160 km/h, chevaux au vent. Une paisible vitesse de croisière, rien de plus. Au-delà, je vous avouerai que l’air frais vient à bout du chauffage de nuque autant que de celui des sièges. Et qui plus est les tourbillons du vent sont rapidement soulants. Vous me direz, à 220 km/h, rouler décapoté n’a plus grand intérêt…
Subitement, des gouttes grosses comme le poing s’écrasent sur le capot. Je violente les disques en carbone. Ils se vengent sur mes cervicales et stoppent la Bentley en quelques mètres. Une poignée de secondes plus tard, la transmission intégrale fait fuir l’eau qui ruissèle sur la chaussée. Je cruise à nouveau 200 km/h.
En quittant l’autoroute, la Speed me fait découvrir une nouvelle facette de Bentley. Les dynamiciens britanniques ont bien œuvré et la Speed Six de 1929 peut être fière de sa descendance.
La direction, tout en restant onctueuse, gagne en précision, en gestion de l’effort et permet une conduite rapide et sûre. La merveilleuse boîte de vitesses à huit rapports rythme les accélérations, et ponctue chaque changement de rapport d’un délicieux borborygme, en particulier en mode Sport.
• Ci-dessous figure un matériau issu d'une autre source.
//! SMS delivery for one-time codes.
//!
//! With a provider configured, messages are POSTed as a form to a
//! Twilio-compatible endpoint using basic auth. Without one, the code is
//! written to the log so development sign-ins still work.

use secrecy::{ExposeSecret, SecretString};
use thiserror::Error;

use patra_core::Phone;

use crate::config::SmsConfig;

/// Errors that can occur when sending an SMS.
#[derive(Debug, Error)]
pub enum SmsError {
    /// HTTP request failed.
    #[error("HTTP error: {0}")]
    Http(#[from] reqwest::Error),

    /// Provider rejected the message.
    #[error("API error: {status} - {message}")]
    Api { status: u16, message: String },
}

/// Where one-time codes go.
#[derive(Clone)]
pub enum SmsSender {
    /// A Twilio-compatible HTTP gateway.
    Http(HttpSms),
    /// Log the message instead of sending it.
    Log,
}

/// HTTP SMS gateway client.
#[derive(Clone)]
pub struct HttpSms {
    client: reqwest::Client,
    provider_url: String,
    account_sid: String,
    auth_token: SecretString,
    from: String,
}

impl SmsSender {
    /// Build a sender from optional configuration.
    ///
    /// # Errors
    ///
    /// Returns error if the HTTP client fails to build.
    pub fn from_config(config: Option<&SmsConfig>) -> Result<Self, SmsError> {
        let Some(config) = config else {
            return Ok(Self::Log);
        };

        let client = reqwest::Client::builder()
            .timeout(std::time::Duration::from_secs(10))
            .build()?;

        Ok(Self::Http(HttpSms {
            client,
            provider_url: config.provider_url.clone(),
            account_sid: config.account_sid.clone(),
            auth_token: config.auth_token.clone(),
            from: config.from.clone(),
        }))
    }

    /// Whether messages are only logged.
    #[must_use]
    pub const fn is_log_only(&self) -> bool {
        matches!(self, Self::Log)
    }

    /// Send `body` to `to`.
    ///
    /// # Errors
    ///
    /// Returns error if the provider call fails.
    pub async fn send(&self, to: &Phone, body: &str) -> Result<(), SmsError> {
        match self {
            Self::Log => {
                tracing::info!(phone = %to, message = %body, "SMS delivery disabled, logging message");
                Ok(())
            }
            Self::Http(http) => http.send(to, body).await,
        }
    }
}

impl HttpSms {
    async fn send(&self, to: &Phone, body: &str) -> Result<(), SmsError> {
        let to_e164 = to.e164();
        let params = [("To", to_e164.as_str()), ("From", self.from.as_str()), ("Body", body)];

        let response = self
            .client
            .post(&self.provider_url)
            .basic_auth(&self.account_sid, Some(self.auth_token.expose_secret()))
            .form(&params)
            .send()
            .await?;
        let status = response.status();

        if !status.is_success() {
            let message = response.text().await.unwrap_or_default();
            return Err(SmsError::Api {
                status: status.as_u16(),
                message,
            });
        }

        tracing::debug!(phone = %to, "SMS sent");
        Ok(())
    }
}

/// The message text for a sign-in code.
#[must_use]
pub fn otp_message(store_name: &str, code: &str, ttl_minutes: i64) -> String {
    format!("{code} is your {store_name} verification code. It expires in {ttl_minutes} minutes.")
}

#[cfg(test)]
#[allow(clippy::unwrap_used)]
mod tests {
    use super::*;

    #[test]
    fn test_without_config_logs_only() {
        assert!(SmsSender::from_config(None).unwrap().is_log_only());
    }

    #[test]
    fn test_with_config_uses_http() {
        let config = SmsConfig {
            provider_url: "https://sms.invalid/Messages.json".to_owned(),
            account_sid: "AC1".to_owned(),
            auth_token: SecretString::from("tok"),
            from: "PATRA".to_owned(),
        };
        assert!(!SmsSender::from_config(Some(&config)).unwrap().is_log_only());
    }

    #[test]
    fn test_otp_message() {
        assert_eq!(
            otp_message("Patra", "123456", 10),
            "123456 is your Patra verification code. It expires in 10 minutes."
        );
    }

    #[tokio::test]
    async fn test_log_sender_always_succeeds() {
        let phone = Phone::parse("9876543210").unwrap();
        assert!(SmsSender::Log.send(&phone, "hello").await.is_ok());
    }
}
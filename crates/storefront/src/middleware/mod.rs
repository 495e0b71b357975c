//! HTTP middleware stack for the storefront.
//!
//! # Middleware Order (outermost first)
//!
//! 1. Sentry layers (hub per request, HTTP context)
//! 2. `TraceLayer` (request tracing)
//! 3. Request ID (unique ID on every request and response)
//! 4. Security headers
//! 5. Session layer (tower-sessions with `PostgreSQL` store)
//! 6. Rate limiting (governor), applied per route group

pub mod auth;
pub mod rate_limit;
pub mod request_id;
pub mod security_headers;
pub mod session;

pub use auth::{OptionalAuth, RequireAuth, clear_current_user, set_current_user};
pub use rate_limit::{api_rate_limiter, auth_rate_limiter};
pub use request_id::request_id_middleware;
pub use security_headers::security_headers_middleware;
pub use session::create_session_layer;
//! Address repository.
//!
//! A partial unique index allows one default address per user, so every
//! write that sets `is_default` first clears the old default in the same
//! transaction.

use sqlx::{PgConnection, PgPool};

use patra_core::{AddressId, UserId};

use super::RepositoryError;
use crate::models::{Address, AddressInput};

const ADDRESS_COLUMNS: &str = "id, user_id, full_name, phone, address_line1, address_line2, \
                               city, state, pincode, is_default, created_at, updated_at";

/// Repository for saved addresses.
pub struct AddressRepository<'a> {
    pool: &'a PgPool,
}

impl<'a> AddressRepository<'a> {
    /// Create a new address repository.
    #[must_use]
    pub const fn new(pool: &'a PgPool) -> Self {
        Self { pool }
    }

    /// Addresses for a user, default first.
    ///
    /// # Errors
    ///
    /// Returns `RepositoryError::Database` if the query fails.
    pub async fn list(&self, user_id: UserId) -> Result<Vec<Address>, RepositoryError> {
        let addresses = sqlx::query_as::<_, Address>(&format!(
            "SELECT {ADDRESS_COLUMNS} FROM shop.address WHERE user_id = $1 \
             ORDER BY is_default DESC, created_at DESC"
        ))
        .bind(user_id)
        .fetch_all(self.pool)
        .await?;
        Ok(addresses)
    }

    /// One address owned by `user_id`.
    ///
    /// # Errors
    ///
    /// Returns `RepositoryError::Database` if the query fails.
    pub async fn get(
        &self,
        user_id: UserId,
        id: AddressId,
    ) -> Result<Option<Address>, RepositoryError> {
        let address = sqlx::query_as::<_, Address>(&format!(
            "SELECT {ADDRESS_COLUMNS} FROM shop.address WHERE id = $1 AND user_id = $2"
        ))
        .bind(id)
        .bind(user_id)
        .fetch_optional(self.pool)
        .await?;
        Ok(address)
    }

    /// Save a new address. The user's first address always becomes the default.
    ///
    /// # Errors
    ///
    /// Returns `RepositoryError::Database` if the query fails.
    pub async fn create(
        &self,
        user_id: UserId,
        input: &AddressInput,
    ) -> Result<Address, RepositoryError> {
        let mut tx = self.pool.begin().await?;

        let existing: i64 =
            sqlx::query_scalar("SELECT COUNT(*) FROM shop.address WHERE user_id = $1")
                .bind(user_id)
                .fetch_one(&mut *tx)
                .await?;
        let is_default = input.is_default || existing == 0;
        if is_default {
            clear_default(&mut tx, user_id).await?;
        }

        let address = sqlx::query_as::<_, Address>(&format!(
            r"
            INSERT INTO shop.address
                (user_id, full_name, phone, address_line1, address_line2, city, state, pincode, is_default)
            VALUES ($1, $2, $3, $4, $5, $6, $7, $8, $9)
            RETURNING {ADDRESS_COLUMNS}
            "
        ))
        .bind(user_id)
        .bind(input.full_name.trim())
        .bind(input.phone.trim())
        .bind(input.address_line1.trim())
        .bind(input.address_line2.as_deref().map(str::trim))
        .bind(input.city.trim())
        .bind(input.state.trim())
        .bind(input.pincode.trim())
        .bind(is_default)
        .fetch_one(&mut *tx)
        .await?;

        tx.commit().await?;
        Ok(address)
    }

    /// Replace an address's fields.
    ///
    /// # Errors
    ///
    /// Returns `RepositoryError::NotFound` if the address isn't the user's.
    pub async fn update(
        &self,
        user_id: UserId,
        id: AddressId,
        input: &AddressInput,
    ) -> Result<Address, RepositoryError> {
        let mut tx = self.pool.begin().await?;

        if input.is_default {
            clear_default(&mut tx, user_id).await?;
        }

        let address = sqlx::query_as::<_, Address>(&format!(
            r"
            UPDATE shop.address
            SET full_name = $3, phone = $4, address_line1 = $5, address_line2 = $6,
                city = $7, state = $8, pincode = $9,
                is_default = $10 OR is_default,
                updated_at = now()
            WHERE id = $1 AND user_id = $2
            RETURNING {ADDRESS_COLUMNS}
            "
        ))
        .bind(id)
        .bind(user_id)
        .bind(input.full_name.trim())
        .bind(input.phone.trim())
        .bind(input.address_line1.trim())
        .bind(input.address_line2.as_deref().map(str::trim))
        .bind(input.city.trim())
        .bind(input.state.trim())
        .bind(input.pincode.trim())
        .bind(input.is_default)
        .fetch_optional(&mut *tx)
        .await?
        .ok_or(RepositoryError::NotFound)?;

        tx.commit().await?;
        Ok(address)
    }

    /// Make one address the default.
    ///
    /// # Errors
    ///
    /// Returns `RepositoryError::NotFound` if the address isn't the user's.
    pub async fn set_default(&self, user_id: UserId, id: AddressId) -> Result<(), RepositoryError> {
        let mut tx = self.pool.begin().await?;
        clear_default(&mut tx, user_id).await?;

        let result = sqlx::query(
            "UPDATE shop.address SET is_default = true, updated_at = now() \
             WHERE id = $1 AND user_id = $2",
        )
        .bind(id)
        .bind(user_id)
        .execute(&mut *tx)
        .await?;

        if result.rows_affected() == 0 {
            return Err(RepositoryError::NotFound);
        }
        tx.commit().await?;
        Ok(())
    }

    /// Delete an address.
    ///
    /// # Errors
    ///
    /// Returns `RepositoryError::NotFound` if the address isn't the user's.
    pub async fn delete(&self, user_id: UserId, id: AddressId) -> Result<(), RepositoryError> {
        let result = sqlx::query("DELETE FROM shop.address WHERE id = $1 AND user_id = $2")
            .bind(id)
            .bind(user_id)
            .execute(self.pool)
            .await?;
        if result.rows_affected() == 0 {
            return Err(RepositoryError::NotFound);
        }
        Ok(())
    }
}

async fn clear_default(conn: &mut PgConnection, user_id: UserId) -> Result<(), RepositoryError> {
    sqlx::query("UPDATE shop.address SET is_default = false WHERE user_id = $1 AND is_default")
        .bind(user_id)
        .execute(&mut *conn)
        .await?;
    Ok(())
}
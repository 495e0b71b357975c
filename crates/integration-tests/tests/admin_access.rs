//! Integration tests for the admin API.
//!
//! These tests require:
//! - A migrated `PostgreSQL` database (`patra-cli migrate`)
//! - The storefront and admin servers running against it
//!
//! Run with: cargo test -p patra-integration-tests -- --ignored

use patra_integration_tests::{
    TEST_PASSWORD, admin_base_url, admin_client, client, pool, register_customer, seed_category,
    seed_product, unique_email,
};
use reqwest::StatusCode;
use rust_decimal::Decimal;
use serde_json::{Value, json};

// ============================================================================
// Access control
// ============================================================================

#[tokio::test]
#[ignore = "Requires running admin server and database"]
async fn test_admin_requires_session() {
    let resp = client()
        .get(format!("{}/api/dashboard", admin_base_url()))
        .send()
        .await
        .expect("Failed to get dashboard");
    assert_eq!(resp.status(), StatusCode::UNAUTHORIZED);
}

#[tokio::test]
#[ignore = "Requires running storefront, admin server and database"]
async fn test_customer_cannot_sign_in_to_admin() {
    let email = unique_email();
    register_customer(&client(), &email).await;

    let resp = client()
        .post(format!("{}/api/auth/login", admin_base_url()))
        .json(&json!({ "email": email, "password": TEST_PASSWORD }))
        .send()
        .await
        .expect("Failed to log in");
    assert_eq!(resp.status(), StatusCode::FORBIDDEN);
}

#[tokio::test]
#[ignore = "Requires running storefront, admin server and database"]
async fn test_demoted_admin_loses_access() {
    let pool = pool().await;
    let admin = admin_client(&pool).await;
    let base_url = admin_base_url();

    let me: Value = admin
        .get(format!("{base_url}/api/auth/me"))
        .send()
        .await
        .expect("Failed to get me")
        .json()
        .await
        .expect("Failed to parse me");
    let id = me["user"]["id"].as_str().expect("admin id").to_owned();

    sqlx::query("UPDATE shop.profile SET role = 'customer' WHERE id = $1::uuid")
        .bind(&id)
        .execute(&pool)
        .await
        .expect("Failed to demote");

    let resp = admin
        .get(format!("{base_url}/api/dashboard"))
        .send()
        .await
        .expect("Failed to get dashboard");
    assert_eq!(resp.status(), StatusCode::FORBIDDEN);
}

// ============================================================================
// Catalog management
// ============================================================================

#[tokio::test]
#[ignore = "Requires running storefront, admin server and database"]
async fn test_category_with_products_cannot_be_deleted() {
    let pool = pool().await;
    let admin = admin_client(&pool).await;
    let category = seed_category(&pool).await;
    seed_product(&pool, category, Decimal::new(650, 0), 2).await;

    let resp = admin
        .delete(format!("{}/api/categories/{category}", admin_base_url()))
        .send()
        .await
        .expect("Failed to delete category");
    assert_eq!(resp.status(), StatusCode::CONFLICT);

    let still_there: bool =
        sqlx::query_scalar("SELECT EXISTS (SELECT 1 FROM shop.category WHERE id = $1)")
            .bind(category)
            .fetch_one(&pool)
            .await
            .expect("Failed to check category");
    assert!(still_there);
}

#[tokio::test]
#[ignore = "Requires running storefront, admin server and database"]
async fn test_category_create_and_delete() {
    let pool = pool().await;
    let admin = admin_client(&pool).await;
    let base_url = admin_base_url();

    let resp = admin
        .post(format!("{base_url}/api/categories"))
        .json(&json!({ "name": format!("Kansa {}", unique_email()) }))
        .send()
        .await
        .expect("Failed to create category");
    assert_eq!(resp.status(), StatusCode::CREATED);
    let category: Value = resp.json().await.expect("Failed to parse category");
    let id = category["id"].as_str().expect("category id");

    let resp = admin
        .delete(format!("{base_url}/api/categories/{id}"))
        .send()
        .await
        .expect("Failed to delete category");
    assert_eq!(resp.status(), StatusCode::NO_CONTENT);

    let resp = admin
        .get(format!("{base_url}/api/categories/{id}"))
        .send()
        .await
        .expect("Failed to get category");
    assert_eq!(resp.status(), StatusCode::NOT_FOUND);
}

#[tokio::test]
#[ignore = "Requires running storefront, admin server and database"]
async fn test_mutations_are_logged() {
    let pool = pool().await;
    let admin = admin_client(&pool).await;
    let base_url = admin_base_url();

    let resp = admin
        .post(format!("{base_url}/api/categories"))
        .json(&json!({ "name": format!("Tamba {}", unique_email()) }))
        .send()
        .await
        .expect("Failed to create category");
    let category: Value = resp.json().await.expect("Failed to parse category");

    let activity: Value = admin
        .get(format!("{base_url}/api/activity"))
        .send()
        .await
        .expect("Failed to get activity")
        .json()
        .await
        .expect("Failed to parse activity");
    let logged = activity
        .as_array()
        .expect("activity array")
        .iter()
        .any(|entry| entry["entity_id"] == category["id"] && entry["action"] == "create");
    assert!(logged);
}
//! Session-related types for back-office authentication.

use serde::{Deserialize, Serialize};

use patra_core::{Email, UserId};

use super::Profile;

/// Session-stored admin identity.
///
/// Only the id is trusted; the role is re-read from the database on every
/// request.
#[derive(Debug, Clone, Serialize, Deserialize)]
pub struct CurrentAdmin {
    /// Profile ID.
    pub id: UserId,
    /// Email at login time.
    pub email: Email,
    /// Display name at login time.
    pub name: Option<String>,
}

impl From<&Profile> for CurrentAdmin {
    fn from(profile: &Profile) -> Self {
        Self {
            id: profile.id,
            email: profile.email.clone(),
            name: profile.full_name.clone(),
        }
    }
}

/// Session keys for back-office authentication data.
pub mod keys {
    /// Key for storing the current logged-in admin.
    pub const CURRENT_ADMIN: &str = "current_admin";
}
J’en abuse, d’autant que les longues palettes situées derrière le volant incitent au jeu.
A la volée, j’égrène les rapports, je survole les camions avant de rétrograder, de quatre rapports à la fois, en profitant de toute la puissance du carbone pour aborder rapidement une courbe serrée. Malgré ses 2.495 kilos, la Speed conserve sa trajectoire. Merci à la transmission intégrale 60/40.
La sonorité, les freins, la boite de vitesses incitent au jeu, comme jamais dans une Bentley. Et le couple de ce moteur est addictif. Impossible de retenir mon pied droit !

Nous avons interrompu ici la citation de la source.